Vadim Tatarov

Personal information
- Full name: Vadim Tatarov
- National team: Moldova
- Born: 3 May 1971 (age 55) Chişinău, Moldavian SSR
- Height: 1.79 m (5 ft 10 in)
- Weight: 72 kg (159 lb)

Sport
- Sport: Swimming
- Strokes: Breaststroke
- Club: Moldova Swimming Team

= Vadim Tatarov =

Moldovan swimmer

Vadim Tatarov (born May 3, 1971) is a Moldovan former swimmer, who specialized in breaststroke events. He is a two-time Olympian (1996 and 2000), and a former Moldovan record holder in both 100 and 200 m breaststroke.

Tatarov made his Olympic debut, as a 25-year-old, at the 1996 Summer Olympics in Atlanta. He failed to reach the top 16 final in any of his individual events, finishing thirtieth in the 100 m breaststroke (1:04.87), and twenty-eighth in the 200 m breaststroke (2:21.34).
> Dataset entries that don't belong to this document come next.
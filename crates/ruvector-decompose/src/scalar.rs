//! Scalar arithmetic contract consumed by every algorithm in this crate.
//!
//! The engine never touches a concrete number type. Decompositions and
//! solvers only call the operations of [`Scalar`], so the same code runs over
//! machine floats, complex pairs, exact rationals or arbitrary-precision
//! decimals. Nothing here assumes IEEE rounding or a particular bit width.
//!
//! | Operation | Used by |
//! |-----------|---------|
//! | `add`, `sub`, `mul`, `neg` | elimination, reflections, substitution |
//! | `div` | multipliers, substitution |
//! | `magnitude_gt` | partial pivoting, QR self-check |
//! | `is_zero` | sparsity fast paths, singular detection |
//! | `signum`, `sqrt`, `conj` | Householder QR |
//! | `epsilon` | default QR tolerance |

use std::fmt;

use num_complex::Complex;
use num_traits::{Float, NumCast};

/// Element type accepted by the decomposition engine.
///
/// Receivers are borrowed so that heap-allocated scalars work without forcing
/// a copy on every operation.
pub trait Scalar: Clone + fmt::Debug + PartialEq + Send + Sync + 'static {
    /// The additive identity.
    fn zero() -> Self;

    /// The multiplicative identity.
    fn one() -> Self;

    fn add(&self, rhs: &Self) -> Self;
    fn sub(&self, rhs: &Self) -> Self;
    fn mul(&self, rhs: &Self) -> Self;
    fn div(&self, rhs: &Self) -> Self;
    fn neg(&self) -> Self;

    /// `|self| > |other|`.
    fn magnitude_gt(&self, other: &Self) -> bool;

    /// Exact equality with the additive identity.
    fn is_zero(&self) -> bool;

    /// Unit-modulus value with the phase of `self`; zero maps to zero.
    fn signum(&self) -> Self;

    /// Principal square root.
    fn sqrt(&self) -> Self;

    /// Complex conjugate. The identity for real types.
    fn conj(&self) -> Self;

    /// Convert a real constant, used to build tolerance thresholds.
    fn from_f64(v: f64) -> Self;

    /// Relative rounding unit of the type. Zero for exact types.
    fn epsilon() -> f64;
}

macro_rules! impl_scalar_real {
    ($ty:ty) => {
        impl Scalar for $ty {
            #[inline]
            fn zero() -> Self {
                0.0
            }
            #[inline]
            fn one() -> Self {
                1.0
            }
            #[inline]
            fn add(&self, rhs: &Self) -> Self {
                self + rhs
            }
            #[inline]
            fn sub(&self, rhs: &Self) -> Self {
                self - rhs
            }
            #[inline]
            fn mul(&self, rhs: &Self) -> Self {
                self * rhs
            }
            #[inline]
            fn div(&self, rhs: &Self) -> Self {
                self / rhs
            }
            #[inline]
            fn neg(&self) -> Self {
                -*self
            }
            #[inline]
            fn magnitude_gt(&self, other: &Self) -> bool {
                <$ty>::abs(*self) > <$ty>::abs(*other)
            }
            #[inline]
            fn is_zero(&self) -> bool {
                *self == 0.0
            }
            #[inline]
            fn signum(&self) -> Self {
                if *self == 0.0 {
                    0.0
                } else {
                    <$ty>::signum(*self)
                }
            }
            #[inline]
            fn sqrt(&self) -> Self {
                <$ty>::sqrt(*self)
            }
            #[inline]
            fn conj(&self) -> Self {
                *self
            }
            #[inline]
            fn from_f64(v: f64) -> Self {
                v as $ty
            }
            #[inline]
            fn epsilon() -> f64 {
                <$ty>::EPSILON as f64
            }
        }
    };
}

impl_scalar_real!(f32);
impl_scalar_real!(f64);

impl<F> Scalar for Complex<F>
where
    F: Float + fmt::Debug + Send + Sync + 'static,
{
    #[inline]
    fn zero() -> Self {
        Complex::new(F::zero(), F::zero())
    }
    #[inline]
    fn one() -> Self {
        Complex::new(F::one(), F::zero())
    }
    #[inline]
    fn add(&self, rhs: &Self) -> Self {
        *self + *rhs
    }
    #[inline]
    fn sub(&self, rhs: &Self) -> Self {
        *self - *rhs
    }
    #[inline]
    fn mul(&self, rhs: &Self) -> Self {
        *self * *rhs
    }
    #[inline]
    fn div(&self, rhs: &Self) -> Self {
        *self / *rhs
    }
    #[inline]
    fn neg(&self) -> Self {
        -*self
    }
    #[inline]
    fn magnitude_gt(&self, other: &Self) -> bool {
        self.norm_sqr() > other.norm_sqr()
    }
    #[inline]
    fn is_zero(&self) -> bool {
        self.re == F::zero() && self.im == F::zero()
    }
    fn signum(&self) -> Self {
        if Scalar::is_zero(self) {
            return Scalar::zero();
        }
        let modulus = self.norm();
        Complex::new(self.re / modulus, self.im / modulus)
    }
    #[inline]
    fn sqrt(&self) -> Self {
        Complex::sqrt(*self)
    }
    #[inline]
    fn conj(&self) -> Self {
        Complex::conj(self)
    }
    #[inline]
    fn from_f64(v: f64) -> Self {
        Complex::new(<F as NumCast>::from(v).unwrap_or_else(F::nan), F::zero())
    }
    #[inline]
    fn epsilon() -> f64 {
        num_traits::cast::<F, f64>(<F as Float>::epsilon()).unwrap_or(f64::EPSILON)
    }
}
//! Error types for the decomposition engine.
//!
//! Every failure is a deterministic function of the input: nothing is retried
//! internally. All errors implement `std::error::Error` via `thiserror`.

use crate::types::StorageKind;

/// Primary error type for decomposition and substitution operations.
#[derive(Debug, thiserror::Error)]
pub enum DecompError {
    /// Operand shapes are incompatible (matrix vs. vector, matrix vs. matrix).
    ///
    /// Raised before any computation begins.
    #[error("dimension mismatch: {0}")]
    DimensionMismatch(String),

    /// A diagonal entry needed as a divisor during substitution is zero.
    ///
    /// Decompositions never raise this; only the solves that consume them do.
    #[error("linear system cannot be solved since matrix is singular (zero pivot at index {index})")]
    Singular {
        /// Pivot index whose diagonal entry is the additive identity.
        index: usize,
    },

    /// A post-condition of an algorithm does not hold. This indicates a
    /// defect in the arithmetic, not a property of the input.
    #[error("internal invariant violated: {0}")]
    InvariantViolation(String),

    /// The operation has no implementation for the given storage format.
    #[error("unsupported storage format `{kind}` for {operation}")]
    UnsupportedStorage {
        /// Storage tag of the offending operand.
        kind: StorageKind,
        /// Operation that rejected it.
        operation: &'static str,
    },

    /// The caller supplied structurally invalid storage.
    #[error("invalid input: {0}")]
    InvalidInput(#[from] ValidationError),
}

/// Structural validation errors for matrix storage and permutations.
///
/// These are raised eagerly, at construction time or at the engine boundary,
/// so that callers get clear diagnostics rather than out-of-bounds panics deep
/// inside an elimination loop.
#[derive(Debug, Clone, PartialEq, Eq, thiserror::Error)]
pub enum ValidationError {
    /// Buffer lengths are inconsistent with the declared shape.
    #[error("dimension mismatch: {0}")]
    DimensionMismatch(String),

    /// A stored index exceeds its bound.
    #[error("index {index} out of bounds for {bound} (in line {line})")]
    IndexOutOfBounds {
        /// Offending index.
        index: usize,
        /// Column (CSC) or row (CSR) holding the entry.
        line: usize,
        /// Exclusive upper bound.
        bound: usize,
    },

    /// A compressed pointer array decreases.
    #[error("pointer array is not monotonically non-decreasing at position {position}")]
    NonMonotonicPointers {
        /// Position where the violation was detected.
        position: usize,
    },

    /// A row of a nested dense literal has the wrong length.
    #[error("row {row} has {got} elements, expected {expected}")]
    RaggedRows {
        /// Index of the offending row.
        row: usize,
        /// Length of the first row.
        expected: usize,
        /// Length of the offending row.
        got: usize,
    },

    /// A permutation vector is not a bijection on `[0, n)`.
    #[error("not a permutation: {0}")]
    NotAPermutation(String),
}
At the 2000 Summer Olympics in Sydney, Tatarov swam only in the 100 m breaststroke. He achieved a FINA B-standard entry time of 1:05.53 from the Russian Open Championships in Saint Petersburg. He established a Moldovan record of 1:04.12 to power past the entire field with an unexpected triumph in heat three, coming from an outside lane. Tatarov's first-place effort was not enough to put him through to the semifinals, as he placed thirty-sixth overall in the prelims.